THE TASK: Please say how many lines in the records contain the word "body", giving only the number.

Stored data entries:
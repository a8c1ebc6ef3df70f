use std::sync::Arc;

use staydesk_core::memory::{MemoryDraftStore, MemoryStore, RecordingOutbox, RecordingPublisher};
use staydesk_core::repository::{
    BookingRepository, DraftStore, EventPublisher, HotelRepository, LinkRepository, MailOutbox,
};
use staydesk_store::app_config::Config;
use staydesk_store::RedisClient;

#[derive(Clone)]
pub struct AuthConfig {
    /// Signs and verifies session tokens.
    pub secret: String,
    pub expiration: u64,
    /// Shared secret of the identity provider's ID tokens.
    pub identity_secret: String,
    pub cookie_secure: bool,
}

/// Knobs of the guest-facing flow.
#[derive(Clone)]
pub struct GuestSettings {
    pub public_base_url: String,
    pub storage_base_url: String,
    pub max_upload_bytes: u64,
    pub draft_ttl_seconds: u64,
    pub arrival_horizon_days: i64,
}

#[derive(Clone)]
pub struct AppState {
    pub hotel_repo: Arc<dyn HotelRepository>,
    pub booking_repo: Arc<dyn BookingRepository>,
    pub link_repo: Arc<dyn LinkRepository>,
    pub drafts: Arc<dyn DraftStore>,
    pub events: Arc<dyn EventPublisher>,
    pub mail: Arc<dyn MailOutbox>,
    /// Rate limiting is skipped when absent.
    pub redis: Option<Arc<RedisClient>>,
    pub rate_limit_per_minute: i64,
    pub auth: AuthConfig,
    pub guest: GuestSettings,
}

impl AuthConfig {
    pub fn from_config(config: &Config) -> Self {
        Self {
            secret: config.auth.jwt_secret.clone(),
            expiration: config.auth.jwt_expiration_seconds,
            identity_secret: config.auth.identity_secret.clone(),
            cookie_secure: config.auth.cookie_secure,
        }
    }
}

impl GuestSettings {
    pub fn from_config(config: &Config) -> Self {
        Self {
            public_base_url: config.links.public_base_url.clone(),
            storage_base_url: config.storage.public_base_url.clone(),
            max_upload_bytes: config.storage.max_upload_bytes,
            draft_ttl_seconds: config.wizard.draft_ttl_seconds,
            arrival_horizon_days: config.wizard.arrival_horizon_days,
        }
    }
}

impl AppState {
    /// Everything in-process; events and mail are only recorded.
    pub fn in_memory(auth: AuthConfig, guest: GuestSettings) -> Self {
        let store = Arc::new(MemoryStore::new());
        Self {
            hotel_repo: store.clone(),
            booking_repo: store.clone(),
            link_repo: store,
            drafts: Arc::new(MemoryDraftStore::new()),
            events: Arc::new(RecordingPublisher::new()),
            mail: Arc::new(RecordingOutbox::new()),
            redis: None,
            rate_limit_per_minute: 0,
            auth,
            guest,
        }
    }
}
use axum::{
    extract::{Path, State},
    http::StatusCode,
    routing::{get, post, put},
    Extension, Json, Router,
};
use chrono::Utc;
use uuid::Uuid;

use staydesk_core::hotel::{Hotel, HotelPermissions, HotelUpdate, NewHotel};
use staydesk_core::identity::Role;
use staydesk_core::CoreError;
use staydesk_shared::models::events::{HotelCreatedEvent, TOPIC_HOTEL_CREATED};

use crate::error::AppError;
use crate::hotels::load_hotel;
use crate::middleware::{agency_guard, SessionClaims};
use crate::notify::publish_event;
use crate::state::AppState;

pub fn routes(state: AppState) -> Router<AppState> {
    Router::new()
        .route("/v1/agency/hotels", post(create_hotel).get(list_hotels))
        .route("/v1/agency/hotels/{id}", get(get_hotel).delete(delete_hotel))
        .route("/v1/agency/hotels/{id}/permissions", put(update_permissions))
        .route_layer(axum::middleware::from_fn_with_state(state, agency_guard))
}

async fn create_hotel(
    State(state): State<AppState>,
    Extension(claims): Extension<SessionClaims>,
    Json(req): Json<NewHotel>,
) -> Result<(StatusCode, Json<Hotel>), AppError> {
    let hotel = Hotel::create(req)?;

    if state.hotel_repo.get_hotel_by_slug(&hotel.slug).await?.is_some() {
        return Err(CoreError::Conflict(format!("slug {} is taken", hotel.slug)).into());
    }
    state.hotel_repo.create_hotel(&hotel).await?;

    let event = HotelCreatedEvent {
        hotel_id: hotel.id,
        slug: hotel.slug.clone(),
        timestamp: Utc::now().timestamp(),
    };
    publish_event(&state, TOPIC_HOTEL_CREATED, &hotel.id.to_string(), &event).await;

    tracing::info!("Hotel {} ({}) created by {}", hotel.id, hotel.slug, claims.sub);
    Ok((StatusCode::CREATED, Json(hotel.redacted())))
}

async fn list_hotels(State(state): State<AppState>) -> Result<Json<Vec<Hotel>>, AppError> {
    let hotels = state.hotel_repo.list_hotels().await?;
    Ok(Json(hotels.iter().map(Hotel::redacted).collect()))
}

async fn get_hotel(
    State(state): State<AppState>,
    Path(id): Path<Uuid>,
) -> Result<Json<Hotel>, AppError> {
    let hotel = load_hotel(&state, id).await?;
    Ok(Json(hotel.redacted()))
}

async fn delete_hotel(
    State(state): State<AppState>,
    Extension(claims): Extension<SessionClaims>,
    Path(id): Path<Uuid>,
) -> Result<StatusCode, AppError> {
    if !state.hotel_repo.delete_hotel(id).await? {
        return Err(AppError::NotFoundError(format!("Hotel {} not found", id)));
    }
    tracing::info!("Hotel {} deleted by {}", id, claims.sub);
    Ok(StatusCode::NO_CONTENT)
}

async fn update_permissions(
    State(state): State<AppState>,
    Path(id): Path<Uuid>,
    Json(permissions): Json<HotelPermissions>,
) -> Result<Json<Hotel>, AppError> {
    let mut hotel = load_hotel(&state, id).await?;
    hotel.apply(Role::Agency, HotelUpdate::Permissions(permissions))?;
    state.hotel_repo.update_hotel(&hotel).await?;
    Ok(Json(hotel.redacted()))
}
use axum::{
    http::StatusCode,
    response::{IntoResponse, Response},
    Json,
};
use serde_json::json;

use staydesk_core::{CoreError, FieldError};

#[derive(Debug)]
pub enum AppError {
    AuthenticationError(String),
    AuthorizationError(String),
    ValidationError(Vec<FieldError>),
    BadRequest(String),
    NotFoundError(String),
    ConflictError(String),
    Unprocessable(String),
    InternalServerError(String),
    Anyhow(anyhow::Error),
}

impl AppError {
    fn status(&self) -> StatusCode {
        match self {
            AppError::AuthenticationError(_) => StatusCode::UNAUTHORIZED,
            AppError::AuthorizationError(_) => StatusCode::FORBIDDEN,
            AppError::ValidationError(_) | AppError::BadRequest(_) => StatusCode::BAD_REQUEST,
            AppError::NotFoundError(_) => StatusCode::NOT_FOUND,
            AppError::ConflictError(_) => StatusCode::CONFLICT,
            AppError::Unprocessable(_) => StatusCode::UNPROCESSABLE_ENTITY,
            AppError::InternalServerError(_) | AppError::Anyhow(_) => StatusCode::INTERNAL_SERVER_ERROR,
        }
    }
}

impl IntoResponse for AppError {
    fn into_response(self) -> Response {
        let status = self.status();
        let body = match self {
            AppError::ValidationError(fields) => json!({
                "success": false,
                "error": "Validation failed",
                "fields": fields,
            }),
            AppError::InternalServerError(msg) => {
                tracing::error!("Internal Server Error: {}", msg);
                json!({ "success": false, "error": "Internal Server Error" })
            }
            AppError::Anyhow(err) => {
                tracing::error!("Internal Server Error: {}", err);
                json!({ "success": false, "error": "Internal Server Error" })
            }
            AppError::AuthenticationError(msg)
            | AppError::AuthorizationError(msg)
            | AppError::BadRequest(msg)
            | AppError::NotFoundError(msg)
            | AppError::ConflictError(msg)
            | AppError::Unprocessable(msg) => json!({ "success": false, "error": msg }),
        };

        (status, Json(body)).into_response()
    }
}

impl From<CoreError> for AppError {
    fn from(err: CoreError) -> Self {
        match err {
            CoreError::ValidationError(fields) => AppError::ValidationError(fields),
            CoreError::NotFound(_) => AppError::NotFoundError(err.to_string()),
            CoreError::PermissionDenied(_) => AppError::AuthorizationError(err.to_string()),
            CoreError::InvalidTransition { .. }
            | CoreError::LinkAlreadyUsed
            | CoreError::Conflict(_) => AppError::ConflictError(err.to_string()),
            CoreError::SmtpNotConfigured(_) => AppError::Unprocessable(err.to_string()),
            CoreError::StorageError(_) | CoreError::InternalError(_) => {
                AppError::InternalServerError(err.to_string())
            }
        }
    }
}

impl From<anyhow::Error> for AppError {
    fn from(err: anyhow::Error) -> Self {
        Self::Anyhow(err)
    }
}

WRITTEN ANSWER: 2